Thanks for the responses!! The switches are old o72 and o22. The transformer for the trains is a KW 190 watt. I know I can run everything off this but was just trying not draw everything from it. I have an old 1033 I was gonna power the switches with.
which leads my next question, I ran the meter on the terminals on the 1033, but what terminal is the common, that would be paired with the (U) on the KW? Thanks for all your help!
On a 1033, the common post is the A post and the "hot" side is the U post. BUT...if you intend only to use the 1033 for the switch motors, and not for any other track-associated loads, then it doesn't matter which post, A or U, you assign as the common.
(The letter designations on transformers are sort of ambiguous, and arbitrary. They vary, as you have seen, from one model to another. Lionel didn't really have a logical system. The designations are put there to allow a kid to hook up his trains to a single transformer without a lot of head scratching. Remember that in talking about outputs from A-C toy train transformers, there is no "hot" or "ground" or "return" until the user assigns those designations by actually fastening wires and devices to the posts. One man's hot is another man's return.)
Here's the procedure:
Connect the U from your KW to the U from your 1033. Plug them both in, and set their outputs at the same voltage, using a voltmeter.
Using your voltmeter, take one test lead and touch it to the A post on the KW, and the other test lead and touch the A post on the 1033.
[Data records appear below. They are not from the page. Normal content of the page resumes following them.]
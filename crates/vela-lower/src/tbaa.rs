//! Type-based alias-analysis metadata
//!
//! A compact arena of TBAA nodes the optimizer can hang alias facts
//! on. Every scalar node chains up to the single root; record nodes
//! list their components with bit offsets.

use std::fmt;

/// Handle into the TBAA arena
#[derive(Debug, Clone, Copy, PartialEq, Eq, Hash)]
pub struct TbaaId(u32);

impl fmt::Display for TbaaId {
    fn fmt(&self, f: &mut fmt::Formatter<'_>) -> fmt::Result {
        write!(f, "!{}", self.0)
    }
}

/// One component of a struct TBAA node
#[derive(Debug, Clone, PartialEq)]
pub struct TbaaField {
    pub offset_bits: u64,
    pub size_bits: u64,
    pub node: TbaaId,
}

/// TBAA node kinds
#[derive(Debug, Clone, PartialEq)]
pub enum TbaaNode {
    /// The unique root all scalar nodes descend from
    Root { name: String },
    /// A scalar access type
    Scalar {
        name: String,
        size_bits: u64,
        parent: TbaaId,
    },
    /// A record, with per-component nodes
    Struct {
        name: String,
        size_bits: u64,
        fields: Vec<TbaaField>,
    },
}

impl TbaaNode {
    pub fn name(&self) -> &str {
        match self {
            TbaaNode::Root { name } => name,
            TbaaNode::Scalar { name, .. } => name,
            TbaaNode::Struct { name, .. } => name,
        }
    }
}

/// Arena of TBAA nodes for one compilation unit
#[derive(Debug)]
pub struct TbaaTable {
    nodes: Vec<TbaaNode>,
}

impl TbaaTable {
    pub fn new() -> Self {
        Self {
            nodes: vec![TbaaNode::Root { name: "vela root".to_string() }],
        }
    }

    /// The unique root node
    pub fn root(&self) -> TbaaId {
        TbaaId(0)
    }

    pub fn scalar(&mut self, name: impl Into<String>, size_bits: u64, parent: TbaaId) -> TbaaId {
        self.push(TbaaNode::Scalar { name: name.into(), size_bits, parent })
    }

    pub fn struct_node(
        &mut self,
        name: impl Into<String>,
        size_bits: u64,
        fields: Vec<TbaaField>,
    ) -> TbaaId {
        self.push(TbaaNode::Struct { name: name.into(), size_bits, fields })
    }

    pub fn get(&self, id: TbaaId) -> &TbaaNode {
        &self.nodes[id.0 as usize]
    }

    pub fn len(&self) -> usize {
        self.nodes.len()
    }

    pub fn is_empty(&self) -> bool {
        false // the root always exists
    }

    fn push(&mut self, node: TbaaNode) -> TbaaId {
        let id = TbaaId(self.nodes.len() as u32);
        self.nodes.push(node);
        id
    }
}

impl Default for TbaaTable {
    fn default() -> Self {
        Self::new()
    }
}

#[cfg(test)]
mod tests {
    use super::*;

    #[test]
    fn test_scalars_chain_to_root() {
        let mut table = TbaaTable::new();
        let root = table.root();
        let int8 = table.scalar("Small", 8, root);

        match table.get(int8) {
            TbaaNode::Scalar { name, size_bits, parent } => {
                assert_eq!(name, "Small");
                assert_eq!(*size_bits, 8);
                assert_eq!(*parent, root);
            }
            other => panic!("expected scalar node, got {:?}", other),
        }
    }

    #[test]
    fn test_struct_node_records_offsets() {
        let mut table = TbaaTable::new();
        let root = table.root();
        let a = table.scalar("A", 32, root);
        let b = table.scalar("B", 8, root);
        let rec = table.struct_node(
            "Pair",
            64,
            vec![
                TbaaField { offset_bits: 0, size_bits: 32, node: a },
                TbaaField { offset_bits: 32, size_bits: 8, node: b },
            ],
        );

        match table.get(rec) {
            TbaaNode::Struct { fields, .. } => {
                assert_eq!(fields.len(), 2);
                assert_eq!(fields[1].offset_bits, 32);
            }
            other => panic!("expected struct node, got {:?}", other),
        }
    }
}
You are looking for a reading close to zero volts, if the transformers are in phase.
If you get a reading that is close to the sum of the individual output voltages, they are not in phase.
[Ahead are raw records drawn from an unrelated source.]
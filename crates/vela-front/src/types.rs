//! Type model of the Vela language
//!
//! Types arrive here already resolved by the front end. The back end
//! only reads this table; it never adds or rewrites declarations.

use serde::{Deserialize, Serialize};
use std::fmt;

/// Unique ID of a source type, stable for the table's lifetime
#[derive(Debug, Clone, Copy, PartialEq, Eq, Hash, Serialize, Deserialize)]
pub struct TypeId(pub u32);

impl fmt::Display for TypeId {
    fn fmt(&self, f: &mut fmt::Formatter<'_>) -> fmt::Result {
        write!(f, "t{}", self.0)
    }
}

/// A record component
#[derive(Debug, Clone, PartialEq, Serialize, Deserialize)]
pub struct Field {
    pub name: String,
    pub ty: TypeId,
}

/// Representation clause attached to a type declaration
#[derive(Debug, Clone, Copy, Default, PartialEq, Eq, Serialize, Deserialize)]
pub struct RepClause {
    /// `for T'Size use N` equivalent, in bits
    pub size_bits: Option<u32>,
    /// Requested alignment, in bits
    pub align_bits: Option<u32>,
    /// Store `value - lower_bound` instead of the value itself
    pub biased: bool,
}

impl RepClause {
    pub fn sized(size_bits: u32) -> Self {
        Self { size_bits: Some(size_bits), ..Self::default() }
    }

    pub fn biased(size_bits: u32) -> Self {
        Self { size_bits: Some(size_bits), align_bits: None, biased: true }
    }
}

/// The shape of a Vela type
#[derive(Debug, Clone, PartialEq, Serialize, Deserialize)]
pub enum TypeKind {
    /// Boolean (two literals)
    Boolean,
    /// Signed integer with an inclusive range
    Integer { lo: i64, hi: i64 },
    /// Enumeration; literal ordinals are 0-based positions
    Enum { literals: Vec<String> },
    /// Floating point, 32 or 64 bits
    Float { bits: u16 },
    /// Record with ordered components
    Record { fields: Vec<Field>, packed: bool },
    /// Array; `bounds: None` means unconstrained
    Array {
        index: TypeId,
        elem: TypeId,
        bounds: Option<(i64, i64)>,
    },
    /// Access (pointer) to a designated type
    Access { designated: TypeId },
    /// Constrained view of a base type
    Subtype {
        base: TypeId,
        lo: Option<i64>,
        hi: Option<i64>,
    },
}

/// A type declaration as the front end resolved it
#[derive(Debug, Clone, PartialEq, Serialize, Deserialize)]
pub struct TypeDecl {
    pub name: String,
    pub kind: TypeKind,
    #[serde(default)]
    pub rep: RepClause,
}

/// Arena of all type declarations in a unit
#[derive(Debug, Clone, Default, PartialEq, Serialize, Deserialize)]
pub struct TypeTable {
    decls: Vec<TypeDecl>,
}

impl TypeTable {
    pub fn new() -> Self {
        Self::default()
    }

    pub fn add(&mut self, decl: TypeDecl) -> TypeId {
        let id = TypeId(self.decls.len() as u32);
        self.decls.push(decl);
        id
    }

    pub fn get(&self, id: TypeId) -> &TypeDecl {
        &self.decls[id.0 as usize]
    }

    pub fn name_of(&self, id: TypeId) -> &str {
        &self.get(id).name
    }

    pub fn rep_of(&self, id: TypeId) -> &RepClause {
        &self.get(id).rep
    }

    pub fn len(&self) -> usize {
        self.decls.len()
    }

    pub fn is_empty(&self) -> bool {
        self.decls.is_empty()
    }

    pub fn ids(&self) -> impl Iterator<Item = TypeId> + '_ {
        (0..self.decls.len() as u32).map(TypeId)
    }

    pub fn iter(&self) -> impl Iterator<Item = (TypeId, &TypeDecl)> {
        self.decls
            .iter()
            .enumerate()
            .map(|(i, d)| (TypeId(i as u32), d))
    }

    /// Looks up a type by its declared name
    pub fn by_name(&self, name: &str) -> Option<TypeId> {
        self.iter().find(|(_, d)| d.name == name).map(|(id, _)| id)
    }

    // ==================== Classification ====================
    //
    // All queries resolve subtypes first; a subtype classifies like
    // the type it constrains.

    /// Strips one level of subtype
    pub fn base_type(&self, id: TypeId) -> TypeId {
        match self.get(id).kind {
            TypeKind::Subtype { base, .. } => base,
            _ => id,
        }
    }

    /// Strips the entire subtype chain
    pub fn root_type(&self, id: TypeId) -> TypeId {
        let mut current = id;
        while let TypeKind::Subtype { base, .. } = self.get(current).kind {
            current = base;
        }
        current
    }

    pub fn is_discrete(&self, id: TypeId) -> bool {
        matches!(
            self.get(self.root_type(id)).kind,
            TypeKind::Boolean | TypeKind::Integer { .. } | TypeKind::Enum { .. }
        )
    }

    pub fn is_float(&self, id: TypeId) -> bool {
        matches!(self.get(self.root_type(id)).kind, TypeKind::Float { .. })
    }

    pub fn is_access(&self, id: TypeId) -> bool {
        matches!(self.get(self.root_type(id)).kind, TypeKind::Access { .. })
    }

    /// Discrete, float or access: single-value types with no components
    pub fn is_elementary(&self, id: TypeId) -> bool {
        self.is_discrete(id) || self.is_float(id) || self.is_access(id)
    }

    pub fn is_record(&self, id: TypeId) -> bool {
        matches!(self.get(self.root_type(id)).kind, TypeKind::Record { .. })
    }

    pub fn is_array(&self, id: TypeId) -> bool {
        matches!(self.get(self.root_type(id)).kind, TypeKind::Array { .. })
    }

    pub fn is_composite(&self, id: TypeId) -> bool {
        self.is_record(id) || self.is_array(id)
    }

    pub fn is_unconstrained_array(&self, id: TypeId) -> bool {
        matches!(
            self.get(self.root_type(id)).kind,
            TypeKind::Array { bounds: None, .. }
        )
    }

    /// Component type of an array
    pub fn elem_type(&self, id: TypeId) -> Option<TypeId> {
        match self.get(self.root_type(id)).kind {
            TypeKind::Array { elem, .. } => Some(elem),
            _ => None,
        }
    }

    /// Designated type of an access type
    pub fn designated_type(&self, id: TypeId) -> Option<TypeId> {
        match self.get(self.root_type(id)).kind {
            TypeKind::Access { designated } => Some(designated),
            _ => None,
        }
    }

    /// Static bounds of a constrained array
    pub fn array_bounds(&self, id: TypeId) -> Option<(i64, i64)> {
        match self.get(self.root_type(id)).kind {
            TypeKind::Array { bounds, .. } => bounds,
            _ => None,
        }
    }

    /// Fields of a record, in declaration order
    pub fn record_fields(&self, id: TypeId) -> Option<&[Field]> {
        match &self.get(self.root_type(id)).kind {
            TypeKind::Record { fields, .. } => Some(fields),
            _ => None,
        }
    }

    pub fn is_packed_record(&self, id: TypeId) -> bool {
        matches!(
            self.get(self.root_type(id)).kind,
            TypeKind::Record { packed: true, .. }
        )
    }

    /// Inclusive value range of a discrete type, after subtype
    /// constraints. The innermost constraint wins for each bound.
    pub fn range_of(&self, id: TypeId) -> Option<(i64, i64)> {
        match &self.get(id).kind {
            TypeKind::Boolean => Some((0, 1)),
            TypeKind::Integer { lo, hi } => Some((*lo, *hi)),
            TypeKind::Enum { literals } => Some((0, literals.len() as i64 - 1)),
            TypeKind::Subtype { base, lo, hi } => {
                let (base_lo, base_hi) = self.range_of(*base)?;
                Some((lo.unwrap_or(base_lo), hi.unwrap_or(base_hi)))
            }
            _ => None,
        }
    }

    /// Float width in bits, resolving subtypes
    pub fn float_bits(&self, id: TypeId) -> Option<u16> {
        match self.get(self.root_type(id)).kind {
            TypeKind::Float { bits } => Some(bits),
            _ => None,
        }
    }

    // ==================== Builder helpers ====================

    pub fn add_boolean(&mut self, name: &str) -> TypeId {
        self.add(TypeDecl {
            name: name.to_string(),
            kind: TypeKind::Boolean,
            rep: RepClause::default(),
        })
    }

    pub fn add_integer(&mut self, name: &str, lo: i64, hi: i64) -> TypeId {
        self.add(TypeDecl {
            name: name.to_string(),
            kind: TypeKind::Integer { lo, hi },
            rep: RepClause::default(),
        })
    }

    pub fn add_float(&mut self, name: &str, bits: u16) -> TypeId {
        self.add(TypeDecl {
            name: name.to_string(),
            kind: TypeKind::Float { bits },
            rep: RepClause::default(),
        })
    }

    pub fn add_enum(&mut self, name: &str, literals: &[&str]) -> TypeId {
        self.add(TypeDecl {
            name: name.to_string(),
            kind: TypeKind::Enum {
                literals: literals.iter().map(|s| s.to_string()).collect(),
            },
            rep: RepClause::default(),
        })
    }

    pub fn add_record(&mut self, name: &str, fields: Vec<Field>, packed: bool) -> TypeId {
        self.add(TypeDecl {
            name: name.to_string(),
            kind: TypeKind::Record { fields, packed },
            rep: RepClause::default(),
        })
    }

    pub fn add_array(
        &mut self,
        name: &str,
        index: TypeId,
        elem: TypeId,
        bounds: Option<(i64, i64)>,
    ) -> TypeId {
        self.add(TypeDecl {
            name: name.to_string(),
            kind: TypeKind::Array { index, elem, bounds },
            rep: RepClause::default(),
        })
    }

    pub fn add_access(&mut self, name: &str, designated: TypeId) -> TypeId {
        self.add(TypeDecl {
            name: name.to_string(),
            kind: TypeKind::Access { designated },
            rep: RepClause::default(),
        })
    }

    pub fn add_subtype(
        &mut self,
        name: &str,
        base: TypeId,
        lo: Option<i64>,
        hi: Option<i64>,
    ) -> TypeId {
        self.add(TypeDecl {
            name: name.to_string(),
            kind: TypeKind::Subtype { base, lo, hi },
            rep: RepClause::default(),
        })
    }

    /// Replaces the representation clause of a declared type
    pub fn set_rep(&mut self, id: TypeId, rep: RepClause) {
        self.decls[id.0 as usize].rep = rep;
    }
}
If that is the result, reverse the line cord of one transformer, and then mark the plugs so that you will always plug them in the same way in the future.
If you have 9 switches , you have 18 bulbs at 3 or 4 watts that's at least 36 whtts drawing on your transformer, if you keep your voltage at 18V the bulbs get very hot...Try using a higher watt bulb like 24 watts they will stay cooler.
"Try using a higher watt bulb like 24 watts they will stay cooler."
Correct, but I think you mean "volts" not "watts."
In a previous post, I suggested the type 1437, rated at 24 Volts. One of them draws 0.06 amps. Multiply the current draw times the voltage, and you'll get (roughly) the power in Watts. .06 A x 18 V = 1.08 W.
The above product, generally intended to allow "just one more" device to be added to an outlet strip, is useful as a permanent way to ensure that two transformers are always plugged in the correct way. You can find them for less money; this is just an example.
Incandescent bulbs behave like ballast resistors. They draw near the same current regardless of voltage. Switching to an LED bulb would be better.
I don't think anyone offered an opinion that would dispute that. What we calculated was the wattage which DOES vary with voltage, assuming the same current draw, as you pointed out. Power = Voltage times Current
U on a KW should always be deemed to be ground, as with ZW, VW, & Z4000. On MOST BUT NOT ALL transformers, U is common and A,B,C,D should be deemed hot and used for center rail. There is at least one exception in the Lionel line, but I don't recall which.
There are LEDs bulbs available that are direct replacements for the incandescents in 022 switches & controllers. Run nice and cool, and use little powewr. The standard 022 bulbs are deemed to draw 5 watts, per very old Lionel literature
Thanks for all the info guys i appreciate it. do you know the model no. of the LED replacement bulbs?
Chris
"There is at least one exception in the Lionel line, but I don't recall which."
The 1033, for one.
Chris, look for Town & Country Hobbies. They used to come to the York show.